Et dans la rue, c’est loin d’être rose pour ces femmes, fait observer Lorraine Pagé, directrice des communications à la CSQ. « Elles forment un groupe marginal parmi les plus marginaux de notre société. Parce que ce sont des femmes, elles risquent davantage de se faire agresser que les hommes. » Le résultat ? Pour se protéger, elles cherchent à passer inaperçues.

Pour aider ces femmes à intégrer la société, La rue des Femmes de Montréal essaie de leur faire vivre des expériences positives. « Cela leur permet de reprendre progressivement le contrôle de leur vie », explique Mme Couture. Parallèlement, l’organisme souhaite régler le problème à la source en sensibilisant la population à la dynamique qui conduit les femmes à l’itinérance. « La violence faite aux femmes est la première cause de leurs difficultés, insiste-t-elle. Il faut que ça arrête afin que les femmes ne soient plus blessées à ce point. »
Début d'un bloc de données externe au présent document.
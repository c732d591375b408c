//! The execution-channel seam and the bounded reply-consumption loop.

use std::time::Duration;

use async_trait::async_trait;

use ji_domain::error::{Error, Result};
use ji_protocol::{ExecuteOptions, Message, Progress, ReplyCollector};

/// A bidirectional message channel to one kernel.
///
/// One request is in flight at a time; callers serialize access (the
/// session holds the channel behind its own lock).
#[async_trait]
pub trait ExecutionChannel: Send {
    /// Client session id stamped on outbound headers.
    fn client_session(&self) -> &str;

    /// Send a request on the kernel's shell channel.
    async fn send(&mut self, msg: &Message) -> Result<()>;

    /// Next inbound message from any kernel channel, in arrival order.
    /// `Ok(None)` means the channel is closed.
    async fn recv(&mut self) -> Result<Option<Message>>;

    /// Tear the connection down. Idempotent.
    async fn close(&mut self);
}

/// Feed inbound messages to `collector` until the request goes idle.
///
/// With `per_message` set, each individual receive is bounded and a
/// timeout ends collection early: returns `Ok(false)` and keeps whatever
/// was gathered. There is deliberately no cumulative deadline here;
/// callers wanting one wrap this in `tokio::time::timeout`.
pub async fn collect_reply(
    channel: &mut dyn ExecutionChannel,
    collector: &mut ReplyCollector,
    per_message: Option<Duration>,
) -> Result<bool> {
    loop {
        let next = match per_message {
            Some(limit) => match tokio::time::timeout(limit, channel.recv()).await {
                Ok(next) => next?,
                Err(_) => {
                    tracing::debug!(
                        msg_id = %collector.msg_id(),
                        timeout_ms = limit.as_millis() as u64,
                        "receive timed out before idle"
                    );
                    return Ok(false);
                }
            },
            None => channel.recv().await?,
        };

        let Some(msg) = next else {
            return Err(Error::Protocol(
                "kernel channel closed before the request completed".into(),
            ));
        };

        if collector.accept(&msg) == Progress::Idle {
            return Ok(true);
        }
    }
}

/// Run a one-shot program and return its unlabeled stdout.
///
/// Kernel-reported errors become `Error::Execution`.
pub async fn run_program(
    channel: &mut dyn ExecutionChannel,
    code: &str,
    per_message: Duration,
) -> Result<String> {
    let request = Message::execute_request(code, ExecuteOptions::internal(), channel.client_session());
    channel.send(&request).await?;

    let mut collector = ReplyCollector::new(request.msg_id());
    let completed = collect_reply(channel, &mut collector, Some(per_message)).await?;
    if !completed {
        tracing::warn!(
            msg_id = %request.msg_id(),
            "kernel did not report idle in time, using partial output"
        );
    }

    let errors = collector.kernel_errors();
    if !errors.is_empty() {
        return Err(Error::Execution(format!(
            "code execution failed: {}",
            errors.join("; ")
        )));
    }

    Ok(collector.plain_text())
}


#[cfg(test)]
mod tests {
    use super::testing::*;
    use super::*;
    use serde_json::json;

    #[tokio::test]
    async fn run_program_returns_stdout() {
        let mut ch = ScriptedChannel::new(Box::new(|req| {
            vec![
                reply(req, "status", json!({"execution_state": "busy"})),
                reply(req, "stream", json!({"name": "stdout", "text": "{\"ok\": true}\n"})),
                reply(req, "status", json!({"execution_state": "idle"})),
            ]
        }));
        let out = run_program(&mut ch, "print(1)", Duration::from_secs(1))
            .await
            .unwrap();
        assert_eq!(out, "{\"ok\": true}\n");
        assert_eq!(ch.sent[0].content["store_history"], false);
    }

    #[tokio::test]
    async fn run_program_surfaces_kernel_error() {
        let mut ch = ScriptedChannel::new(Box::new(|req| {
            vec![
                reply(req, "error", json!({"ename": "OSError", "evalue": "denied"})),
                reply(req, "status", json!({"execution_state": "idle"})),
            ]
        }));
        let err = run_program(&mut ch, "open('/x')", Duration::from_secs(1))
            .await
            .unwrap_err();
        match err {
            Error::Execution(msg) => assert!(msg.contains("OSError: denied")),
            other => panic!("unexpected {other:?}"),
        }
    }

    #[tokio::test]
    async fn closed_channel_is_a_protocol_error() {
        let mut ch = ScriptedChannel::new(Box::new(|req| {
            vec![reply(req, "stream", json!({"name": "stdout", "text": "partial"}))]
        }));
        let err = run_program(&mut ch, "x", Duration::from_secs(1))
            .await
            .unwrap_err();
        assert!(matches!(err, Error::Protocol(_)));
    }

    #[tokio::test(start_paused = true)]
    async fn per_message_timeout_keeps_partial_output() {
        let mut ch = ScriptedChannel::new(Box::new(|req| {
            vec![reply(req, "stream", json!({"name": "stdout", "text": "partial"}))]
        }));
        ch.hang_when_empty = true;
        let out = run_program(&mut ch, "x", Duration::from_secs(10))
            .await
            .unwrap();
        assert_eq!(out, "partial");
    }
}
Le soutien financier de la CSQ est opportun pour l’organisme, actuellement en pleine campagne de financement. C’est important, car il existe peu de ressources pour les femmes itinérantes », conclut Mme Couture. La CSQ y voit, pour sa part, l’occasion de mettre en lumière cette problématique de la condition féminine.
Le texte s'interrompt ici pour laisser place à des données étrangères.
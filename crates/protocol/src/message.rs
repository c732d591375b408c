//! Message envelope and request constructors.

use chrono::Utc;
use serde::{Deserialize, Serialize};
use serde_json::Value;
use uuid::Uuid;

use crate::content::Content;

/// Messaging protocol version stamped on every outbound header.
pub const PROTOCOL_VERSION: &str = "5.3";

// ━━━━━━━━━━━━━━━━━━━━━━━━━━━━━━━━━━━━━━━━━━━━━━━━━━━━━━━━━━━━━━━━━━
// Header
// ━━━━━━━━━━━━━━━━━━━━━━━━━━━━━━━━━━━━━━━━━━━━━━━━━━━━━━━━━━━━━━━━━━

/// Message header. Also used for `parent_header`, which arrives as `{}`
/// on unsolicited messages, hence every field defaults.
#[derive(Debug, Clone, Default, PartialEq, Serialize, Deserialize)]
#[serde(default)]
pub struct Header {
    pub msg_id: String,
    pub session: String,
    pub username: String,
    pub date: String,
    pub msg_type: String,
    pub version: String,
}

impl Header {
    fn new(msg_type: MsgType, session: &str) -> Self {
        Self {
            msg_id: Uuid::new_v4().to_string(),
            session: session.to_owned(),
            username: String::new(),
            date: Utc::now().to_rfc3339(),
            msg_type: msg_type.as_str().to_owned(),
            version: PROTOCOL_VERSION.to_owned(),
        }
    }

    /// An all-default header serializes as a full object; the wire wants
    /// `{}` for "no parent".
    pub fn is_empty(&self) -> bool {
        *self == Header::default()
    }
}

// ━━━━━━━━━━━━━━━━━━━━━━━━━━━━━━━━━━━━━━━━━━━━━━━━━━━━━━━━━━━━━━━━━━
// Message type
// ━━━━━━━━━━━━━━━━━━━━━━━━━━━━━━━━━━━━━━━━━━━━━━━━━━━━━━━━━━━━━━━━━━

/// The message kinds this client sends or consumes. Everything else maps
/// to [`MsgType::Other`] and is ignored by the collector.
#[derive(Debug, Clone, PartialEq, Eq)]
pub enum MsgType {
    ExecuteRequest,
    ExecuteReply,
    KernelInfoRequest,
    KernelInfoReply,
    Stream,
    ExecuteResult,
    Error,
    Status,
    Other(String),
}

impl MsgType {
    pub fn as_str(&self) -> &str {
        match self {
            MsgType::ExecuteRequest => "execute_request",
            MsgType::ExecuteReply => "execute_reply",
            MsgType::KernelInfoRequest => "kernel_info_request",
            MsgType::KernelInfoReply => "kernel_info_reply",
            MsgType::Stream => "stream",
            MsgType::ExecuteResult => "execute_result",
            MsgType::Error => "error",
            MsgType::Status => "status",
            MsgType::Other(s) => s,
        }
    }
}

impl From<&str> for MsgType {
    fn from(s: &str) -> Self {
        match s {
            "execute_request" => MsgType::ExecuteRequest,
            "execute_reply" => MsgType::ExecuteReply,
            "kernel_info_request" => MsgType::KernelInfoRequest,
            "kernel_info_reply" => MsgType::KernelInfoReply,
            "stream" => MsgType::Stream,
            "execute_result" => MsgType::ExecuteResult,
            "error" => MsgType::Error,
            "status" => MsgType::Status,
            other => MsgType::Other(other.to_owned()),
        }
    }
}

// ━━━━━━━━━━━━━━━━━━━━━━━━━━━━━━━━━━━━━━━━━━━━━━━━━━━━━━━━━━━━━━━━━━
// Envelope
// ━━━━━━━━━━━━━━━━━━━━━━━━━━━━━━━━━━━━━━━━━━━━━━━━━━━━━━━━━━━━━━━━━━

/// A kernel message as it travels over either transport.
#[derive(Debug, Clone, PartialEq, Serialize, Deserialize)]
pub struct Message {
    pub header: Header,
    #[serde(default, serialize_with = "serialize_parent")]
    pub parent_header: Header,
    #[serde(default = "empty_object")]
    pub metadata: Value,
    #[serde(default = "empty_object")]
    pub content: Value,
    /// Relay-only channel tag. ZMQ readers fill it in from the socket the
    /// frames arrived on.
    #[serde(default, skip_serializing_if = "Option::is_none")]
    pub channel: Option<String>,
}

fn empty_object() -> Value {
    Value::Object(Default::default())
}

fn serialize_parent<S: serde::Serializer>(parent: &Header, s: S) -> Result<S::Ok, S::Error> {
    if parent.is_empty() {
        s.collect_map(std::iter::empty::<(&str, &str)>())
    } else {
        parent.serialize(s)
    }
}

/// Flags for an `execute_request`.
#[derive(Debug, Clone, Copy, PartialEq, Eq)]
pub struct ExecuteOptions {
    /// Kernel suppresses output and does not bump the execution counter.
    pub silent: bool,
    pub store_history: bool,
    /// Abort queued executions once this one raises.
    pub stop_on_error: bool,
}

impl Default for ExecuteOptions {
    fn default() -> Self {
        Self {
            silent: false,
            store_history: true,
            stop_on_error: true,
        }
    }
}

impl ExecuteOptions {
    /// Fire-and-forget programs (history dumps).
    pub fn silent() -> Self {
        Self {
            silent: true,
            store_history: false,
            stop_on_error: false,
        }
    }

    /// Internal programs whose output is read back but which must not show
    /// up in the kernel's own history.
    pub fn internal() -> Self {
        Self {
            silent: false,
            store_history: false,
            stop_on_error: true,
        }
    }
}

impl Message {
    /// Build an `execute_request` on the shell channel with a fresh msg_id.
    pub fn execute_request(code: &str, opts: ExecuteOptions, session: &str) -> Self {
        Self {
            header: Header::new(MsgType::ExecuteRequest, session),
            parent_header: Header::default(),
            metadata: empty_object(),
            content: serde_json::json!({
                "code": code,
                "silent": opts.silent,
                "store_history": opts.store_history,
                "user_expressions": {},
                "allow_stdin": false,
                "stop_on_error": opts.stop_on_error,
            }),
            channel: Some("shell".into()),
        }
    }

    /// Build a `kernel_info_request`, used to probe kernel readiness.
    pub fn kernel_info_request(session: &str) -> Self {
        Self {
            header: Header::new(MsgType::KernelInfoRequest, session),
            parent_header: Header::default(),
            metadata: empty_object(),
            content: empty_object(),
            channel: Some("shell".into()),
        }
    }

    pub fn msg_id(&self) -> &str {
        &self.header.msg_id
    }

    pub fn msg_type(&self) -> MsgType {
        MsgType::from(self.header.msg_type.as_str())
    }

    /// The msg_id of the request this message answers (empty if none).
    pub fn parent_id(&self) -> &str {
        &self.parent_header.msg_id
    }

    /// Whether this message answers the request with the given id.
    pub fn is_reply_to(&self, msg_id: &str) -> bool {
        !msg_id.is_empty() && self.parent_id() == msg_id
    }

    /// Decode the content according to the message type.
    pub fn typed_content(&self) -> Content {
        Content::from_message(&self.msg_type(), &self.content)
    }
}

// ━━━━━━━━━━━━━━━━━━━━━━━━━━━━━━━━━━━━━━━━━━━━━━━━━━━━━━━━━━━━━━━━━━
// Tests
// ━━━━━━━━━━━━━━━━━━━━━━━━━━━━━━━━━━━━━━━━━━━━━━━━━━━━━━━━━━━━━━━━━━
Aider à démystifier la fatigue chronique

La CSQ accordera aussi une subvention à l’Association québécoise de l’encéphalomyélite myalgique (AQEM) ou syndrome de fatigue chronique en vue de financer la recherche en la matière. C’est une maladie souvent débilitante, de causes inconnues, qui affecte le système nerveux central et le système immunitaire et pour laquelle il n’existe pas de traitement spécifique.

Présidente sortante de l’AQEM et présidente de la Fondation pour la recherche sur le syndrome de la fatigue chronique, Odile Pelletier-Gérin signale que près de 80 % des personnes atteintes sont des femmes. « Ce syndrome frappe surtout les personnes qui travaillent auprès du public, dans les écoles et les hôpitaux par exemple, où les femmes forment la majorité de la main-d’oeuvre. » Il s’agit aussi de secteurs où la CSQ est très présente. C’est pourquoi la présidente de la Centrale, Monique Richard, a voulu s’associer à cette cause. « Évidemment, Mme Richard souhaite qu’on en connaisse davantage sur cette maladie, dit Mme Pagé. Cependant, elle veut aussi que les femmes qui en souffrent ne se sentent pas coupables et qu’elles se fassent aider durant cette période difficile. »

Fondée en 1991, l’AQEM regroupe près de 500 membres. En plus de promouvoir la recherche, l’association a mis sur pied des groupes de soutien dans diverses régions du Québec.